Stored items from a collection:

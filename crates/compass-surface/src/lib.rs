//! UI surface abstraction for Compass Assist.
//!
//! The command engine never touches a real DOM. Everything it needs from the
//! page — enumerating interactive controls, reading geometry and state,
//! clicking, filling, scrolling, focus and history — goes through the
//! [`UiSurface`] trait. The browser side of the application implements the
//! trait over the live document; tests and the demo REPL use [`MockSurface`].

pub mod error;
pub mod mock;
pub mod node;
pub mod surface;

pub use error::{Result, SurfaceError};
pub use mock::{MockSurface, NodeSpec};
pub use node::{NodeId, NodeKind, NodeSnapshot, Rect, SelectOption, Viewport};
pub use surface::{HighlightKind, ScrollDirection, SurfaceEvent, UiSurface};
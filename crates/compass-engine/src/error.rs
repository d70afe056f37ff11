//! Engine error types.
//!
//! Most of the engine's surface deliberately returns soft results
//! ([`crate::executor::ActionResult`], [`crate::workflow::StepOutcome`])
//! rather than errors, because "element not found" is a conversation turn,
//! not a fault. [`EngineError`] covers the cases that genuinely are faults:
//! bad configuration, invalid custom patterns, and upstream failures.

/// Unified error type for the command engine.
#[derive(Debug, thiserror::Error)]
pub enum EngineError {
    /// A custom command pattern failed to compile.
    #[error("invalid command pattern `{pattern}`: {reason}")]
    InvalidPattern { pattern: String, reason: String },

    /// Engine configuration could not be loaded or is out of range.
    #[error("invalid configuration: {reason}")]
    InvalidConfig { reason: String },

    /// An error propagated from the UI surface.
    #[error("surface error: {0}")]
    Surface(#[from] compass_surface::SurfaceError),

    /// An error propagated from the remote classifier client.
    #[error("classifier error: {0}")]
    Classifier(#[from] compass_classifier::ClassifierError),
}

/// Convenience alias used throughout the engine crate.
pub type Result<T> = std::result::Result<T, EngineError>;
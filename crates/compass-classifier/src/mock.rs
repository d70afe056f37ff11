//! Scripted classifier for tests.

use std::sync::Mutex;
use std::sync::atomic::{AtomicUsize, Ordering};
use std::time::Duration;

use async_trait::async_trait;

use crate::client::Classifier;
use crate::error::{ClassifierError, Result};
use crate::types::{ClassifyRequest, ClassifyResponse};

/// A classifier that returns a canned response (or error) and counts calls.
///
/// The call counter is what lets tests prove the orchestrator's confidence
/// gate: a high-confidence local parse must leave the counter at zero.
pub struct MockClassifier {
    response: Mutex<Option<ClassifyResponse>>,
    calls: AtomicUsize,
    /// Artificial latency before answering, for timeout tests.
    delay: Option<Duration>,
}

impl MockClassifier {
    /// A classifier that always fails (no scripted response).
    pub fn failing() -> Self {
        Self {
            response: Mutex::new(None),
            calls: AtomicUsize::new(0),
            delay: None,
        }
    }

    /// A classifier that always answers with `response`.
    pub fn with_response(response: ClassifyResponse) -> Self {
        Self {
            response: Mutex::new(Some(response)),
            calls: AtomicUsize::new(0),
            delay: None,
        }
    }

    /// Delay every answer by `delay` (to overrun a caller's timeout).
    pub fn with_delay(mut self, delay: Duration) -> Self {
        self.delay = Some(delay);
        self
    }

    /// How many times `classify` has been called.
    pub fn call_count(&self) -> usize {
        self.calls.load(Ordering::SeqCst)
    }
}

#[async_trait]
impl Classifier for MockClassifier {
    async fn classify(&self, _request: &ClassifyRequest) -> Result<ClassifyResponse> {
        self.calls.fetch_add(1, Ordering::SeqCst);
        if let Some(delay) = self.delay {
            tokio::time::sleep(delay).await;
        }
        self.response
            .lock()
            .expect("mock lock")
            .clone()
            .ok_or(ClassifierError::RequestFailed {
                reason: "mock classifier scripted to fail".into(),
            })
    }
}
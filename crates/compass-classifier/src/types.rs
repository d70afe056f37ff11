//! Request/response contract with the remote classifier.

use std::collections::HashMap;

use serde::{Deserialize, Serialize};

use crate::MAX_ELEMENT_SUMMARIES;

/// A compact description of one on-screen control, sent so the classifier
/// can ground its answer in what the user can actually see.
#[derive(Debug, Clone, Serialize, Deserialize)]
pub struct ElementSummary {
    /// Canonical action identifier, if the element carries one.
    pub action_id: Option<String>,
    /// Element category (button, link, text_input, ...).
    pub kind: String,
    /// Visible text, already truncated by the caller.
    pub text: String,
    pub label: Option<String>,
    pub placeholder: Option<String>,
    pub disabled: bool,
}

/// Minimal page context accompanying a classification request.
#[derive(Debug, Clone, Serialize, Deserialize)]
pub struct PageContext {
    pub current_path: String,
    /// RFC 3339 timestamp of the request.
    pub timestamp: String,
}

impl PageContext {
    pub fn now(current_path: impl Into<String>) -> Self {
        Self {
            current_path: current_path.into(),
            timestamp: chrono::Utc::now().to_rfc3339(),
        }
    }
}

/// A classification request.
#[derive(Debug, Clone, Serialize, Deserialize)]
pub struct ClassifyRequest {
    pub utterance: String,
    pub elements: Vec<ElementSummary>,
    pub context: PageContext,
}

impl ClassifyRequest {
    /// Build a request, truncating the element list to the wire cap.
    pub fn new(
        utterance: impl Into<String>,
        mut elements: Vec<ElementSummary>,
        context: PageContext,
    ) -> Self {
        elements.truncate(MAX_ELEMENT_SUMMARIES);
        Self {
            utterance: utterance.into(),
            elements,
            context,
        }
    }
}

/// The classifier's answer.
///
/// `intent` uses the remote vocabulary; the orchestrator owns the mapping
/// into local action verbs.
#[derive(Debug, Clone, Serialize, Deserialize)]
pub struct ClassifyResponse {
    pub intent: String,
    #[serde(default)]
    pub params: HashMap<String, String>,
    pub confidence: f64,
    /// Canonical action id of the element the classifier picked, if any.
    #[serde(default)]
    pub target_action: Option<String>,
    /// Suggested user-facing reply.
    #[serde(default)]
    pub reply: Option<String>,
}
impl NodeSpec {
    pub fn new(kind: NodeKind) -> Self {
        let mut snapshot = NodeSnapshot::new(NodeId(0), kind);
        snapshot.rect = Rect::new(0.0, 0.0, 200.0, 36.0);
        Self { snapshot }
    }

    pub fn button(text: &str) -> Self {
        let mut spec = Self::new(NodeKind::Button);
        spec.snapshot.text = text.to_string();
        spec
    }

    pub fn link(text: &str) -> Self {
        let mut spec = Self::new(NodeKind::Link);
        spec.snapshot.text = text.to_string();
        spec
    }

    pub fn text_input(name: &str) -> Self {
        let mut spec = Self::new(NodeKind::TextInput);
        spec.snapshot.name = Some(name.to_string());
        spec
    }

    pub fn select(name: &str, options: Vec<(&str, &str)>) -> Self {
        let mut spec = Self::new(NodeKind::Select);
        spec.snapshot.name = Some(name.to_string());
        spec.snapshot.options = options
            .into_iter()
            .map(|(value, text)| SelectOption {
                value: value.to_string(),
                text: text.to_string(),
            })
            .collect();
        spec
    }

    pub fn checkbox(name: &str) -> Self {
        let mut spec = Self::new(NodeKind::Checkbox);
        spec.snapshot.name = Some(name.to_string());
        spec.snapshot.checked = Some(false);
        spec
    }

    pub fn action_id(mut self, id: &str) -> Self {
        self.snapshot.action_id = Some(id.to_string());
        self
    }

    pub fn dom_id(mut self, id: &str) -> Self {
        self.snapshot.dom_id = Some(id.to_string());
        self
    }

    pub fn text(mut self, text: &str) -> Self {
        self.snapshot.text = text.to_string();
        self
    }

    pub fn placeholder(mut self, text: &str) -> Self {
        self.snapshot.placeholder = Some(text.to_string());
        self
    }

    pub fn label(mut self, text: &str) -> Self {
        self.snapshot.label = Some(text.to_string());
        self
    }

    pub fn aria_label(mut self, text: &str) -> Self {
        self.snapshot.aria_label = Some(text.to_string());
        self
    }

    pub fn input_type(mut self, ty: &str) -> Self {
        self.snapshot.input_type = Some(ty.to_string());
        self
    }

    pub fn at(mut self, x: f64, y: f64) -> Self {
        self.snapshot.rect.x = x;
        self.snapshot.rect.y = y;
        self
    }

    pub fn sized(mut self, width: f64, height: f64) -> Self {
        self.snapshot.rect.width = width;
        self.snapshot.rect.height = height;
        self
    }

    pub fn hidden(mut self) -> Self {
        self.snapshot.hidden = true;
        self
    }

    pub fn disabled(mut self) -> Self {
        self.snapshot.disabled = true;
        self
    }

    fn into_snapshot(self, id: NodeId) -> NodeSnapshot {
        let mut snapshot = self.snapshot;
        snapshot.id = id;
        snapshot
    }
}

● Assignment
Pick from the records each line that contains the word "types" and show it.

● Output for this exercise
//! Engine error types.
use crate::types::{ClassifyRequest, ClassifyResponse};
filename crates/compass-classifier/src/types.rs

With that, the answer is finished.